> [Directions] Look through the data below and show every line that includes "cross".

════════════════

//! Circumcircles in R^2.

use nalgebra::Vector2;

use super::{is_flat, small_ball, BoundarySolver};
use crate::ball::{Ball, Vec2};

/// Closed-form trivial balls for the plane.
#[derive(Clone, Copy, Debug, Default)]
pub struct Planar;

impl BoundarySolver<2> for Planar {
    const NAME: &'static str = "planar";

    fn circumball(&self, boundary: &[Vec2], eps_degenerate: f64) -> Ball<2> {
        if let Some(ball) = small_ball(boundary) {
            return ball;
        }
        match *boundary {
            [a, b, c] => circumcircle(a, b, c, eps_degenerate),
            _ => Ball::invalid(),
        }
    }
}

/// Circle through `a, b, c`; invalid when the three are (nearly) collinear.
///
/// With `u = b - a`, `v = c - a` the center offset `o` solves
/// `2 o·u = |u|^2`, `2 o·v = |v|^2`, whose determinant is `cross(u, v)`.
pub(crate) fn circumcircle(a: Vec2, b: Vec2, c: Vec2, eps: f64) -> Ball<2> {
    let u = b - a;
    let v = c - a;
    let cross = u.x * v.y - u.y * v.x;
    let uu = u.norm_squared();
    let vv = v.norm_squared();
    if is_flat(cross * cross, uu * vv, eps) {
        return Ball::invalid();
    }
    let d = 2.0 * cross;
    let offset = Vector2::new((v.y * uu - u.y * vv) / d, (u.x * vv - v.x * uu) / d);
    Ball::fit(a + offset, &[a, b, c])
}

════════════════

> [Exercise response]
/// `2 o·u = |u|^2`, `2 o·v = |v|^2`, whose determinant is `cross(u, v)`.
    let cross = u.x * v.y - u.y * v.x;
    if is_flat(cross * cross, uu * vv, eps) {
    let d = 2.0 * cross;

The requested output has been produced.